Problem description:
In the entries below, count every line with the string "filter". State the count and nothing else.

Data under study:
^^^^
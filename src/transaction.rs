//! Serialized write transactions.
//!
//! A [`Transaction`] holds the store's write lock for its whole lifetime, so
//! a simulation tick sees a stable committed state and no other writer can
//! interleave. Writes are staged in an overlay that every read through the
//! transaction observes immediately. [`Transaction::commit`] makes them
//! durable as one log frame and visible to other readers at once; dropping
//! the transaction discards them.

use crate::error::{Result, StoreError};
use crate::memberships::LogOp;
use crate::query::{self, MembershipReader};
use crate::store::MembershipStore;
use crate::table::WritePath;
use crate::types::{
    ConversationId, ConversationMembership, MembershipId, MembershipStatus, PlayerId, StatusKind,
};
use parking_lot::MutexGuard;
use std::collections::BTreeMap;
use tracing::{debug, trace};

/// A single-writer transaction over a [`MembershipStore`].
pub struct Transaction<'s> {
    store: &'s MembershipStore,

    _guard: MutexGuard<'s, ()>,

    /// Staged writes by ID; `None` marks a delete.
    overlay: BTreeMap<MembershipId, Option<ConversationMembership>>,
}

impl<'s> Transaction<'s> {
    pub(crate) fn new(store: &'s MembershipStore, guard: MutexGuard<'s, ()>) -> Self {
        Self {
            store,
            _guard: guard,
            overlay: BTreeMap::new(),
        }
    }

    /// Create a membership for `player` in `conversation`.
    ///
    /// New rows must start in a non-terminal status. Fails with
    /// [`StoreError::MembershipExists`] if the pair already has an active
    /// row, and with [`StoreError::PlayerAlreadyActive`] if the store
    /// enforces one active membership per player and `player` has one.
    pub fn insert(
        &mut self,
        conversation: ConversationId,
        player: PlayerId,
        status: MembershipStatus,
    ) -> Result<ConversationMembership> {
        if status.is_terminal() {
            return Err(StoreError::MalformedStatus(format!(
                "membership for player {} in conversation {} cannot be created as left",
                player, conversation
            )));
        }

        if self
            .memberships_for_pair(conversation, player)?
            .iter()
            .any(ConversationMembership::is_active)
        {
            return Err(StoreError::MembershipExists {
                conversation,
                player,
            });
        }

        if self.store.enforces_single_active() {
            if let Some(existing) = self.active_memberships_for_player(player)?.first() {
                return Err(StoreError::PlayerAlreadyActive {
                    player,
                    conversation: existing.conversation_id,
                });
            }
        }

        let row = ConversationMembership {
            id: self.store.next_membership_id(),
            conversation_id: conversation,
            player_id: player,
            status,
        };

        trace!(id = %row.id, %conversation, %player, kind = ?status.kind(), "staged insert");
        self.overlay.insert(row.id, Some(row.clone()));
        Ok(row)
    }

    /// Replace a row. Only the status may change, and only along a legal
    /// transition. Writing back an unchanged row is a no-op.
    pub fn replace(&mut self, row: ConversationMembership) -> Result<()> {
        let current = self
            .membership(row.id)?
            .ok_or(StoreError::MembershipNotFound(row.id))?;

        if current.conversation_id != row.conversation_id || current.player_id != row.player_id {
            return Err(StoreError::KeyChanged(row.id));
        }

        if current.status == row.status {
            return Ok(());
        }

        if !current.status.can_transition_to(&row.status) {
            return Err(StoreError::IllegalTransition {
                id: row.id,
                from: current.status.kind(),
                to: row.status.kind(),
            });
        }

        // `left.started` records the participation that actually happened.
        if row.status.is_terminal() && row.status.started() != current.status.started() {
            return Err(StoreError::MalformedStatus(format!(
                "membership {} left with started {:?}, but its participation started {:?}",
                row.id,
                row.status.started(),
                current.status.started()
            )));
        }

        row.validate_shape().map_err(StoreError::MalformedStatus)?;

        trace!(
            id = %row.id,
            from = ?current.status.kind(),
            to = ?row.status.kind(),
            "staged transition"
        );
        self.overlay.insert(row.id, Some(row));
        Ok(())
    }

    /// Move a row to `status`, returning the updated row.
    pub fn update_status(
        &mut self,
        id: MembershipId,
        status: MembershipStatus,
    ) -> Result<ConversationMembership> {
        let mut row = self
            .membership(id)?
            .ok_or(StoreError::MembershipNotFound(id))?;
        row.status = status;
        self.replace(row.clone())?;
        Ok(row)
    }

    /// Delete a row.
    pub fn delete(&mut self, id: MembershipId) -> Result<()> {
        if self.membership(id)?.is_none() {
            return Err(StoreError::MembershipNotFound(id));
        }

        trace!(%id, "staged delete");
        self.overlay.insert(id, None);
        Ok(())
    }

    /// Resolve a player's current membership, including staged writes.
    pub fn resolve_active_membership(
        &self,
        player: PlayerId,
    ) -> Result<Option<ConversationMembership>> {
        query::resolve_active_membership(self, player)
    }

    /// Number of rows with staged writes.
    pub fn pending_writes(&self) -> usize {
        self.overlay.len()
    }

    /// Commit staged writes. Returns the commit's tick sequence, or `None`
    /// if there was nothing to write.
    pub fn commit(self) -> Result<Option<u64>> {
        if self.overlay.is_empty() {
            return Ok(None);
        }

        let writes = self.overlay.len();
        let ops: Vec<LogOp> = self
            .overlay
            .into_iter()
            .map(|(id, row)| match row {
                Some(row) => LogOp::Put(row),
                None => LogOp::Delete(id),
            })
            .collect();

        let tick = self.store.apply_commit(ops)?;
        debug!(tick, writes, "committed membership transaction");
        Ok(Some(tick))
    }

    /// Discard staged writes.
    pub fn rollback(self) {
        if !self.overlay.is_empty() {
            debug!(writes = self.overlay.len(), "rolled back membership transaction");
        }
    }

    /// Committed rows from `base` with staged writes applied, restricted to
    /// staged rows matching `keep` and re-sorted by `order`.
    fn merged<K: Ord>(
        &self,
        base: Vec<ConversationMembership>,
        keep: impl Fn(&ConversationMembership) -> bool,
        order: impl Fn(&ConversationMembership) -> K,
    ) -> Vec<ConversationMembership> {
        if self.overlay.is_empty() {
            return base;
        }

        let mut rows: Vec<_> = base
            .into_iter()
            .filter(|row| !self.overlay.contains_key(&row.id))
            .collect();
        rows.extend(
            self.overlay
                .values()
                .flatten()
                .filter(|row| keep(*row))
                .cloned(),
        );
        rows.sort_by_key(|row| order(row));
        rows
    }
}

impl MembershipReader for Transaction<'_> {
    fn membership(&self, id: MembershipId) -> Result<Option<ConversationMembership>> {
        match self.overlay.get(&id) {
            Some(staged) => Ok(staged.clone()),
            None => self.store.committed().read().membership(id),
        }
    }

    fn memberships_for_pair(
        &self,
        conversation: ConversationId,
        player: PlayerId,
    ) -> Result<Vec<ConversationMembership>> {
        let base = self
            .store
            .committed()
            .read()
            .memberships_for_pair(conversation, player)?;
        Ok(self.merged(
            base,
            |row| row.conversation_id == conversation && row.player_id == player,
            |row| row.id,
        ))
    }

    fn memberships_in_conversation(
        &self,
        conversation: ConversationId,
    ) -> Result<Vec<ConversationMembership>> {
        let base = self
            .store
            .committed()
            .read()
            .memberships_in_conversation(conversation)?;
        Ok(self.merged(
            base,
            |row| row.conversation_id == conversation,
            |row| (row.player_id, row.id),
        ))
    }

    fn memberships_by_kind(
        &self,
        player: PlayerId,
        kind: StatusKind,
    ) -> Result<Vec<ConversationMembership>> {
        let base = self
            .store
            .committed()
            .read()
            .memberships_by_kind(player, kind)?;
        Ok(self.merged(
            base,
            |row| row.player_id == player && row.status.kind() == kind,
            |row| (row.status.ended(), row.id),
        ))
    }

    fn active_memberships_for_player(&self, player: PlayerId) -> Result<Vec<ConversationMembership>> {
        let base = self
            .store
            .committed()
            .read()
            .active_memberships_for_player(player)?;
        Ok(self.merged(
            base,
            |row| row.player_id == player && row.is_active(),
            |row| (row.status.kind(), row.id),
        ))
    }

    fn left_with(&self, player: PlayerId, partner: PlayerId) -> Result<Vec<ConversationMembership>> {
        let base = self.store.committed().read().left_with(player, partner)?;
        Ok(self.merged(
            base,
            |row| row.player_id == player && row.status.with_player() == Some(partner),
            |row| (row.status.ended(), row.id),
        ))
    }
}

impl WritePath<ConversationMembership> for Transaction<'_> {
    /// Inserts through [`Transaction::insert`]; the row's ID is ignored and
    /// a fresh one assigned.
    fn insert_row(&mut self, row: ConversationMembership) -> Result<ConversationMembership> {
        self.insert(row.conversation_id, row.player_id, row.status)
    }

    fn replace_row(&mut self, row: &ConversationMembership) -> Result<()> {
        self.replace(row.clone())
    }

    fn delete_row(&mut self, id: MembershipId) -> Result<()> {
        self.delete(id)
    }
}

#[cfg(test)]
mod tests {
    use super::*;
    use crate::store::StoreConfig;
    use crate::types::Timestamp;
    use tempfile::TempDir;

    fn test_store(dir: &TempDir) -> MembershipStore {
        MembershipStore::create(StoreConfig {
            path: dir.path().join("store"),
            ..Default::default()
        })
        .unwrap()
    }

    #[test]
    fn test_staged_writes_visible_inside_only() {
        let dir = TempDir::new().unwrap();
        let store = test_store(&dir);

        let mut tx = store.begin();
        let row = tx
            .insert(ConversationId(1), PlayerId(1), MembershipStatus::Invited)
            .unwrap();

        assert_eq!(tx.resolve_active_membership(PlayerId(1)).unwrap(), Some(row.clone()));
        assert!(store.membership(row.id).unwrap().is_none());
        assert_eq!(tx.pending_writes(), 1);

        tx.commit().unwrap();
        assert_eq!(store.membership(row.id).unwrap(), Some(row));
    }

    #[test]
    fn test_rollback_discards() {
        let dir = TempDir::new().unwrap();
        let store = test_store(&dir);

        let mut tx = store.begin();
        tx.insert(ConversationId(1), PlayerId(1), MembershipStatus::Invited)
            .unwrap();
        tx.rollback();

        assert!(store.resolve_active_membership(PlayerId(1)).unwrap().is_none());
        assert_eq!(store.stats().commit_count, 0);
    }

    #[test]
    fn test_empty_commit_writes_nothing() {
        let dir = TempDir::new().unwrap();
        let store = test_store(&dir);

        assert_eq!(store.begin().commit().unwrap(), None);
        assert_eq!(store.stats().commit_count, 0);
    }

    #[test]
    fn test_unchanged_replace_is_noop() {
        let dir = TempDir::new().unwrap();
        let store = test_store(&dir);

        let mut tx = store.begin();
        let row = tx
            .insert(ConversationId(1), PlayerId(1), MembershipStatus::Invited)
            .unwrap();
        tx.commit().unwrap();

        let mut tx = store.begin();
        tx.replace(row).unwrap();
        assert_eq!(tx.pending_writes(), 0);
    }

    #[test]
    fn test_key_change_rejected() {
        let dir = TempDir::new().unwrap();
        let store = test_store(&dir);

        let mut tx = store.begin();
        let mut row = tx
            .insert(ConversationId(1), PlayerId(1), MembershipStatus::Invited)
            .unwrap();
        row.conversation_id = ConversationId(2);
        row.status = MembershipStatus::WalkingOver;

        assert!(matches!(tx.replace(row), Err(StoreError::KeyChanged(_))));
    }

    #[test]
    fn test_overlay_orders_history_by_end() {
        let dir = TempDir::new().unwrap();
        let store = test_store(&dir);

        let mut tx = store.begin();
        let first = tx
            .insert(ConversationId(1), PlayerId(1), MembershipStatus::Invited)
            .unwrap();
        tx.update_status(
            first.id,
            MembershipStatus::Left {
                started: None,
                ended: Timestamp(50),
                with_player: PlayerId(2),
            },
        )
        .unwrap();
        tx.commit().unwrap();

        let mut tx = store.begin();
        let second = tx
            .insert(ConversationId(2), PlayerId(1), MembershipStatus::Invited)
            .unwrap();
        tx.update_status(
            second.id,
            MembershipStatus::Left {
                started: None,
                ended: Timestamp(10),
                with_player: PlayerId(2),
            },
        )
        .unwrap();

        let ended: Vec<_> = tx
            .left_with(PlayerId(1), PlayerId(2))
            .unwrap()
            .iter()
            .map(|m| m.status.ended().unwrap().0)
            .collect();
        assert_eq!(ended, vec![10, 50]);
    }
}
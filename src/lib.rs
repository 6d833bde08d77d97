//! # Conversation Members
//!
//! Bookkeeping for which players are in which conversations, and in what
//! phase, inside a tick-based multiplayer simulation.
//!
//! ## Core Concepts
//!
//! - **Memberships**: one row per (conversation, player), moving through
//!   `invited -> walkingOver -> participating -> left`
//! - **Indexes**: by conversation, by player and state, and by player,
//!   state and partner, all kept in step on every write
//! - **Transactions**: one writer per tick; a tick's writes commit as a unit
//! - **Working sets**: the active memberships of the known conversations,
//!   loaded once per tick
//!
//! A player has at most one non-terminal membership across all
//! conversations. [`resolve_active_membership`] reports a breach of that as
//! [`StoreError::InvariantViolation`], and with
//! [`StoreConfig::enforce_single_active`] set the store also refuses the
//! write that would cause one.
//!
//! ## Example
//!
//! ```ignore
//! use conversation_members::{
//!     ConversationId, ConversationMembers, MembershipStore, PlayerId, StoreConfig, Timestamp,
//! };
//!
//! let store = MembershipStore::open_or_create(StoreConfig {
//!     path: "./members".into(),
//!     ..Default::default()
//! })?;
//!
//! let mut tx = store.begin();
//! let mut members = ConversationMembers::load(&tx, [ConversationId(1)])?;
//! let id = members.invite(&mut tx, ConversationId(1), PlayerId(7))?.id;
//! members.start_walking(&mut tx, id)?;
//! tx.commit()?;
//!
//! assert!(store.resolve_active_membership(PlayerId(7))?.is_some());
//! ```

pub mod conversation_members;
pub mod error;
pub mod memberships;
pub mod query;
pub mod store;
pub mod table;
pub mod transaction;
pub mod types;

// Re-exports
pub use conversation_members::{load_active_memberships, ConversationMembers};
pub use error::{Result, StoreError};
pub use memberships::{CommitFrame, LogOp, MembershipIndex, MembershipLog};
pub use query::{
    conversation_history, last_conversation_with, resolve_active_membership, MembershipReader,
};
pub use store::{MembershipStore, StoreConfig};
pub use table::{GameTable, TableRow, WritePath};
pub use transaction::Transaction;
pub use types::*;
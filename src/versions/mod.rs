// Version metadata: manifest records, descriptors and compatibility ranges

use std::fmt;

pub mod compat;
pub mod descriptor;
pub mod record;
pub mod store;

pub use compat::{CompatibilityMapping, Scheme};
pub use descriptor::VersionDescriptor;
pub use record::VersionRecord;
pub use store::VersionStore;

/// The two independent identifier spaces a store holds.
#[derive(Debug, Clone, Copy, PartialEq, Eq, Hash)]
pub enum Namespace {
    /// Client/game versions.
    Primary,
    /// Mod builds and the server versions they target.
    Mod,
}

impl Namespace {
    pub const ALL: [Namespace; 2] = [Namespace::Primary, Namespace::Mod];
}

impl fmt::Display for Namespace {
    fn fmt(&self, f: &mut fmt::Formatter<'_>) -> fmt::Result {
        match self {
            Namespace::Primary => f.write_str("game"),
            Namespace::Mod => f.write_str("mod"),
        }
    }
}
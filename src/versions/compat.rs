// Compatibility ranges between mod builds, server versions and client versions

use super::Namespace;
use super::store::VersionStore;
use std::collections::{HashMap, HashSet};

/// Versioning schemes, in resolution order: a mod build targets server
/// versions, and a server version range maps to client versions.
#[derive(Debug, Clone, Copy, PartialEq, Eq, PartialOrd, Ord, Hash)]
pub enum Scheme {
    ModBuild,
    Server,
    Client,
}

/// Two chained lookup tables: mod build → server range token, and server
/// range token → client range token.
#[derive(Debug, Clone, Default)]
pub struct CompatibilityMapping {
    mod_to_server: HashMap<String, String>,
    server_to_client: HashMap<String, String>,
}

lazy_static::lazy_static! {
    static ref BUILTIN: CompatibilityMapping = CompatibilityMapping::builtin_table();
}

impl CompatibilityMapping {
    pub fn new() -> Self {
        Self::default()
    }

    /// The table shipped with the tool.
    pub fn builtin() -> &'static CompatibilityMapping {
        &BUILTIN
    }

    fn builtin_table() -> Self {
        let mut m = Self::new();

        for build in 27..64 {
            m.map_mod(&format!("hmod{}", build), "0.1.4");
        }
        m.map_server("0.1.4", "a1.0.17-a1.0.17_04");

        for build in 64..123 {
            m.map_mod(&format!("hmod{}", build), "0.2.0_1-0.2.1");
        }
        m.map_server("0.2.0_1-0.2.1", "a1.1.0-a1.1.2_01");

        m.map_mod("hmod123", "0.2.2_01-0.2.3");
        m.map_mod("hmod124", "0.2.2_01-0.2.3");
        m.map_server("0.2.2_01-0.2.3", "a1.2.0-a1.2.1_01");

        m.map_mod("hmod125", "0.2.4");
        m.map_server("0.2.4", "a1.2.2");

        for build in ["hmod126", "hmod127", "hmod128"] {
            m.map_mod(build, "0.2.5-0.2.5_02");
        }
        m.map_server("0.2.5-0.2.5_02", "a1.2.3-a1.2.3_04");

        m.map_mod("hmod129", "0.2.6_02");
        m.map_mod("hmod130", "0.2.6_02");
        m.map_server("0.2.6_02", "a1.2.4_01-a1.2.6");

        m.map_mod("hmod131", "0.2.7-0.2.8");
        m.map_server("0.2.7-0.2.8", "a1.2.4_01-a1.2.6");

        // Beta-era builds name the client directly.
        m.map_mod("hmod132", "b1.1_02");
        m.map_mod("hmod133", "b1.1_02");

        m
    }

    pub fn map_mod(&mut self, mod_build: &str, server_token: &str) -> &mut Self {
        self.mod_to_server
            .insert(mod_build.to_string(), server_token.to_string());
        self
    }

    pub fn map_server(&mut self, server_token: &str, client_token: &str) -> &mut Self {
        self.server_to_client
            .insert(server_token.to_string(), client_token.to_string());
        self
    }

    /// Range token in `target` for `source_id` in `source`. `None` when there is
    /// no mapping or the direction is not forward (mod → server → client).
    ///
    /// When the server → client hop is missing, the server token stands in.
    pub fn range_token(&self, source: Scheme, source_id: &str, target: Scheme) -> Option<String> {
        if source >= target {
            return None;
        }
        let id = normalize_id(source, source_id)?;
        let server_token = match source {
            Scheme::ModBuild => self.mod_to_server.get(&id)?.clone(),
            Scheme::Server => id,
            Scheme::Client => return None,
        };
        if target == Scheme::Server {
            return Some(server_token);
        }
        Some(
            self.server_to_client
                .get(&server_token)
                .cloned()
                .unwrap_or(server_token),
        )
    }

    /// Target-scheme ids compatible with `source_id`, in the store's recency
    /// order. Pure: the same inputs against an unchanged store give the same list.
    pub fn compatible_identifiers(
        &self,
        store: &VersionStore,
        source: Scheme,
        source_id: &str,
        target: Scheme,
    ) -> Vec<String> {
        let Some(token) = self.range_token(source, source_id, target) else {
            return Vec::new();
        };
        let fragments: Vec<&str> = token
            .split(',')
            .map(str::trim)
            .filter(|f| !f.is_empty())
            .collect();

        candidates(store, target)
            .into_iter()
            .filter(|candidate| fragments.iter().any(|f| fragment_matches(f, candidate)))
            .collect()
    }
}

/// Canonical form of an id in `scheme`. Mod builds accept "hmod27",
/// "hmod 27", "HMOD27" and a bare "27".
pub(crate) fn normalize_id(scheme: Scheme, raw: &str) -> Option<String> {
    let trimmed = raw.trim();
    if trimmed.is_empty() {
        return None;
    }
    if scheme != Scheme::ModBuild {
        return Some(trimmed.to_string());
    }

    let mut id = trimmed.to_ascii_lowercase();
    let parts: Vec<&str> = id.split_whitespace().collect();
    if parts.len() > 1 {
        id = format!("hmod{}", parts[1]);
    }
    if !id.starts_with("hmod") && id.chars().all(|c| c.is_ascii_digit()) {
        id = format!("hmod{}", id);
    }
    Some(id)
}

/// Ids a target scheme can resolve to: primary versions for clients, the
/// distinct server versions declared by mod records for servers.
fn candidates(store: &VersionStore, target: Scheme) -> Vec<String> {
    match target {
        Scheme::Client => store.sorted_ids(Namespace::Primary),
        Scheme::Server => {
            let mut seen = HashSet::new();
            store
                .list_sorted_by_recency(Namespace::Mod)
                .into_iter()
                .flat_map(|r| r.server_versions.iter().flatten())
                .filter(|v| seen.insert(v.as_str()))
                .cloned()
                .collect()
        }
        Scheme::ModBuild => store.sorted_ids(Namespace::Mod),
    }
}

/// Exact match; or an inclusive `min-max` range; or, without a hyphen, a prefix.
pub fn fragment_matches(fragment: &str, candidate: &str) -> bool {
    if fragment == candidate {
        return true;
    }
    if let Some((min, max)) = fragment.split_once('-') {
        return in_range_inclusive(candidate, min.trim(), max.trim());
    }
    candidate.starts_with(fragment)
}

fn in_range_inclusive(candidate: &str, min: &str, max: &str) -> bool {
    match (
        ParsedVersion::parse(candidate),
        ParsedVersion::parse(min),
        ParsedVersion::parse(max),
    ) {
        (Some(v), Some(lo), Some(hi)) => lo <= v && v <= hi,
        _ => false,
    }
}

/// `(prefix letter, major, minor, patch, patch revision)`, compared in that order.
/// `a1.2.1_01` parses to `('a', 1, 2, 1, 1)`.
#[derive(Debug, Clone, Copy, PartialEq, Eq, PartialOrd, Ord)]
pub struct ParsedVersion {
    prefix: Option<char>,
    major: u32,
    minor: u32,
    patch: u32,
    revision: u32,
}

impl ParsedVersion {
    /// Non-numeric residue in a field reads as 0; only an empty string fails.
    pub fn parse(s: &str) -> Option<Self> {
        let s = s.trim();
        let first = s.chars().next()?;
        let (prefix, rest) = if first.is_alphabetic() {
            (Some(first), &s[first.len_utf8()..])
        } else {
            (None, s)
        };

        let (main, revision) = match rest.split_once('_') {
            Some((main, rev)) => (main, parse_lenient(rev)),
            None => (rest, 0),
        };

        let mut nums = main.split('.');
        Some(Self {
            prefix,
            major: nums.next().map(parse_lenient).unwrap_or(0),
            minor: nums.next().map(parse_lenient).unwrap_or(0),
            patch: nums.next().map(parse_lenient).unwrap_or(0),
            revision,
        })
    }
}

fn parse_lenient(field: &str) -> u32 {
    let digits: String = field.chars().filter(|c| c.is_ascii_digit()).collect();
    digits.parse().unwrap_or(0)
}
^^^^
Final answer:
6